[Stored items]
+ + +
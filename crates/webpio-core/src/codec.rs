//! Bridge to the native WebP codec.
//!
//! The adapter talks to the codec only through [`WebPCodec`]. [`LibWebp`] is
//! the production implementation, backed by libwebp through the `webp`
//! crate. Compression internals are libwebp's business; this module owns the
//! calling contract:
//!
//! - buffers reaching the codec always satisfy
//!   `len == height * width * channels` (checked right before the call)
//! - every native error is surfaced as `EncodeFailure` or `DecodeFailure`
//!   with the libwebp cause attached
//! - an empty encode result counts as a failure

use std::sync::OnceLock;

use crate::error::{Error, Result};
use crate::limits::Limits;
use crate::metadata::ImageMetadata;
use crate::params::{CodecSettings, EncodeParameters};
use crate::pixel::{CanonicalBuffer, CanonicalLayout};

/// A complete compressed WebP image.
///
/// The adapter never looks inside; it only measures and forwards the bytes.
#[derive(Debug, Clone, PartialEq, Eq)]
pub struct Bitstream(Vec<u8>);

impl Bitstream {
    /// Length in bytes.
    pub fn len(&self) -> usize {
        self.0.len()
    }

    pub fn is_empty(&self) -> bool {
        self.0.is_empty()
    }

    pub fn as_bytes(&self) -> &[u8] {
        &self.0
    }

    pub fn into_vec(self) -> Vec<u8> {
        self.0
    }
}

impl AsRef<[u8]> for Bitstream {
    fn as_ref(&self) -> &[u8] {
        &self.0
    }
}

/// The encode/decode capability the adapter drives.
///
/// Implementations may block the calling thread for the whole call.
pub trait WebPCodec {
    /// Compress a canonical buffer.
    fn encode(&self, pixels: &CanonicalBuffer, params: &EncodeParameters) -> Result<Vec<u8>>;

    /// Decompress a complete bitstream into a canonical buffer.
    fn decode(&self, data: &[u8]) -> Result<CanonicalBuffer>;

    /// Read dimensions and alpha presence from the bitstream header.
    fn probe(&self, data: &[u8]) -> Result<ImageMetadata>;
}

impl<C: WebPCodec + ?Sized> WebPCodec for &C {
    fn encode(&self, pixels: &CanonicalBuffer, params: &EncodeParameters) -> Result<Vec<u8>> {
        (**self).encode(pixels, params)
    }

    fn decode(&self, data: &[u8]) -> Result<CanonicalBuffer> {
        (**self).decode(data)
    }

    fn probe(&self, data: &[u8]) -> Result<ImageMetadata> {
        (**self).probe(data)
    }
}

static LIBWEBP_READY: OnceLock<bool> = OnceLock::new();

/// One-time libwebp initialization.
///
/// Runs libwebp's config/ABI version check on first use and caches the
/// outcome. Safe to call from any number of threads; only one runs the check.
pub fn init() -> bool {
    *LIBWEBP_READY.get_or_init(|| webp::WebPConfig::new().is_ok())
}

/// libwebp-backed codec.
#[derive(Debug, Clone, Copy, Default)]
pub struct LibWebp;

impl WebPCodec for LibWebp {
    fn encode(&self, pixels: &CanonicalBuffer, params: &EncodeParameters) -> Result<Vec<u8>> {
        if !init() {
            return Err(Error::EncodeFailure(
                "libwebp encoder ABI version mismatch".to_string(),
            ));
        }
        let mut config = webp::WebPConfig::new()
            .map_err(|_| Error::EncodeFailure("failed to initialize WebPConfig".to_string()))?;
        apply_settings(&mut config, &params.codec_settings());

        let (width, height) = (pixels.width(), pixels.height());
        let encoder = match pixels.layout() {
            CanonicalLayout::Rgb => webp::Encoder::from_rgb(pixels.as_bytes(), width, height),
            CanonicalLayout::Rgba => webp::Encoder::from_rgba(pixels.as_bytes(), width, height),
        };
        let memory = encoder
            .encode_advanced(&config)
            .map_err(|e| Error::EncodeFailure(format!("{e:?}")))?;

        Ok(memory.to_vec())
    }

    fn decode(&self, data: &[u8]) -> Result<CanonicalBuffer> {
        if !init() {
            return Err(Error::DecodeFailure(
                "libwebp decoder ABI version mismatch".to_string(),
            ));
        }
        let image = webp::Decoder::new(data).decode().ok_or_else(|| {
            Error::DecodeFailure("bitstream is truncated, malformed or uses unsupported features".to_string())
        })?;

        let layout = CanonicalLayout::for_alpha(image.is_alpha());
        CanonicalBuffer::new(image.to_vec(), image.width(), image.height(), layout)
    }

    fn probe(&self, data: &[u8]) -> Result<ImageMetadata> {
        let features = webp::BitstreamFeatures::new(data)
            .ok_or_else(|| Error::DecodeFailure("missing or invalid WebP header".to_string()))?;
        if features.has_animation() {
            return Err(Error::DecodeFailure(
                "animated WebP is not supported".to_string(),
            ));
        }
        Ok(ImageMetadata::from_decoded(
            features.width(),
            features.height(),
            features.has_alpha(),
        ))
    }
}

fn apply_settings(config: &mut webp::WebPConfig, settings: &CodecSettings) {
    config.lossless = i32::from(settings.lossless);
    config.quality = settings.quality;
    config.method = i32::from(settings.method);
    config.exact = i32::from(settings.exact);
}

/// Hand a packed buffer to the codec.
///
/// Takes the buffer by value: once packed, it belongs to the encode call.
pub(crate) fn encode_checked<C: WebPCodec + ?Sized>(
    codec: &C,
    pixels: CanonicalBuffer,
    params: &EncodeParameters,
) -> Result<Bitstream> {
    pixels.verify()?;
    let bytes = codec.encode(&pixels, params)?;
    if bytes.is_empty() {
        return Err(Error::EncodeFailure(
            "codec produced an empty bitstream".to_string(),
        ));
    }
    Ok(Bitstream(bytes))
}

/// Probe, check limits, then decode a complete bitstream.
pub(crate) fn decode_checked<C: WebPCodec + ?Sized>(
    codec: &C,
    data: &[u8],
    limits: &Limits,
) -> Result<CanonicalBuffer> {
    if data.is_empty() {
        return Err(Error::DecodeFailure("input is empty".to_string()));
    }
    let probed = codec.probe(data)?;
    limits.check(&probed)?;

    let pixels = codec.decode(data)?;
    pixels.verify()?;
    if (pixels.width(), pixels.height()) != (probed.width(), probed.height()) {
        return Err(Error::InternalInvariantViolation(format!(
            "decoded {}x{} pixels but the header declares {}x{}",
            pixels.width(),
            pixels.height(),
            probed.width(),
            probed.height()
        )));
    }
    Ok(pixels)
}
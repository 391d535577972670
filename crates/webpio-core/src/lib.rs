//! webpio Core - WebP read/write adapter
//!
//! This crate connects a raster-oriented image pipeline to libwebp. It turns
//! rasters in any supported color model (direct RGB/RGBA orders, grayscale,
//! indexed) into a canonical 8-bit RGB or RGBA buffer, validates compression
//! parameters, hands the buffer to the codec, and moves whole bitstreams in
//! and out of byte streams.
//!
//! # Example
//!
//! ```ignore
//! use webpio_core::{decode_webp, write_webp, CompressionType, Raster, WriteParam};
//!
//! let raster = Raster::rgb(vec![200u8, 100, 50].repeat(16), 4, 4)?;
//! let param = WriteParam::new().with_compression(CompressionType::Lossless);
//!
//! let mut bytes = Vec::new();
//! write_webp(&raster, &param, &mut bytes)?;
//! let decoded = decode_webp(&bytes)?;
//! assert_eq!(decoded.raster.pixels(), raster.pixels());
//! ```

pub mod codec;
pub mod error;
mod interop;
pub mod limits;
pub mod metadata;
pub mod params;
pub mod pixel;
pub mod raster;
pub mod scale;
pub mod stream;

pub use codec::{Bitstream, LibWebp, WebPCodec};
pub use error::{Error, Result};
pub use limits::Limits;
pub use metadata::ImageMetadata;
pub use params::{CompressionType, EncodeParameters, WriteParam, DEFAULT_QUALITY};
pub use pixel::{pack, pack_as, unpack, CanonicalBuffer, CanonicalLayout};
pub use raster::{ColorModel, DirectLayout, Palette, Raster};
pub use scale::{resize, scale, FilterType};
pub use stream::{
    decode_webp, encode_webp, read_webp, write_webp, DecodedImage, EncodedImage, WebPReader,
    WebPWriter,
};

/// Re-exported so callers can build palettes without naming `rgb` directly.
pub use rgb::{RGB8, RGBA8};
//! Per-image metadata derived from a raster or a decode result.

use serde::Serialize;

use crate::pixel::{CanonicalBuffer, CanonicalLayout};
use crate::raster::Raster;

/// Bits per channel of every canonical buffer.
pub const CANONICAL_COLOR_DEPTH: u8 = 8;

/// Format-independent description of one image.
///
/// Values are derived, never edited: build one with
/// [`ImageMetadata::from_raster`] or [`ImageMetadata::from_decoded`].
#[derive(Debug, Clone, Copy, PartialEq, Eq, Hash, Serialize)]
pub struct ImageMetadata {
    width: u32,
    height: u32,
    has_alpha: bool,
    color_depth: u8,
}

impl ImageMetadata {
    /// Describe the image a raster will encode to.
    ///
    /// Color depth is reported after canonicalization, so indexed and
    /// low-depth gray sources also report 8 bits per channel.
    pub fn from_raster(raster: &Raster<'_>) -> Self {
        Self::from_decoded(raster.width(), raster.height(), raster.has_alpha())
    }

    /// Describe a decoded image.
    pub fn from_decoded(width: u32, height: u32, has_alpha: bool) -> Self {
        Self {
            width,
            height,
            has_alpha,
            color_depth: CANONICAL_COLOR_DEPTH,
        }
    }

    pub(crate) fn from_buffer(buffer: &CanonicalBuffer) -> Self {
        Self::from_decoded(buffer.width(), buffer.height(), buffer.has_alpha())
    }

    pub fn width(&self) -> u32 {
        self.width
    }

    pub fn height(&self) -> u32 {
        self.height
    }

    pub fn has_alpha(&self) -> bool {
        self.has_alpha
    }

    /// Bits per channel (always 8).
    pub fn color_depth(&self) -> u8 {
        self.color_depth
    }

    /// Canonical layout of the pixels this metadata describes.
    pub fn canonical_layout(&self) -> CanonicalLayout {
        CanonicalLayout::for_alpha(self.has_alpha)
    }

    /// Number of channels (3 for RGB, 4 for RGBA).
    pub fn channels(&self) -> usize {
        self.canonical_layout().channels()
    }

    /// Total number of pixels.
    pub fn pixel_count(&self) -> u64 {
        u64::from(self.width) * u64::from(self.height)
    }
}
+ + +
What is being asked:
Copy each line of the data that contains the word "version", leaving the other lines out.

Solution for this problem:
/// Runs libwebp's config/ABI version check on first use and caches the
                "libwebp encoder ABI version mismatch".to_string(),
                "libwebp decoder ABI version mismatch".to_string(),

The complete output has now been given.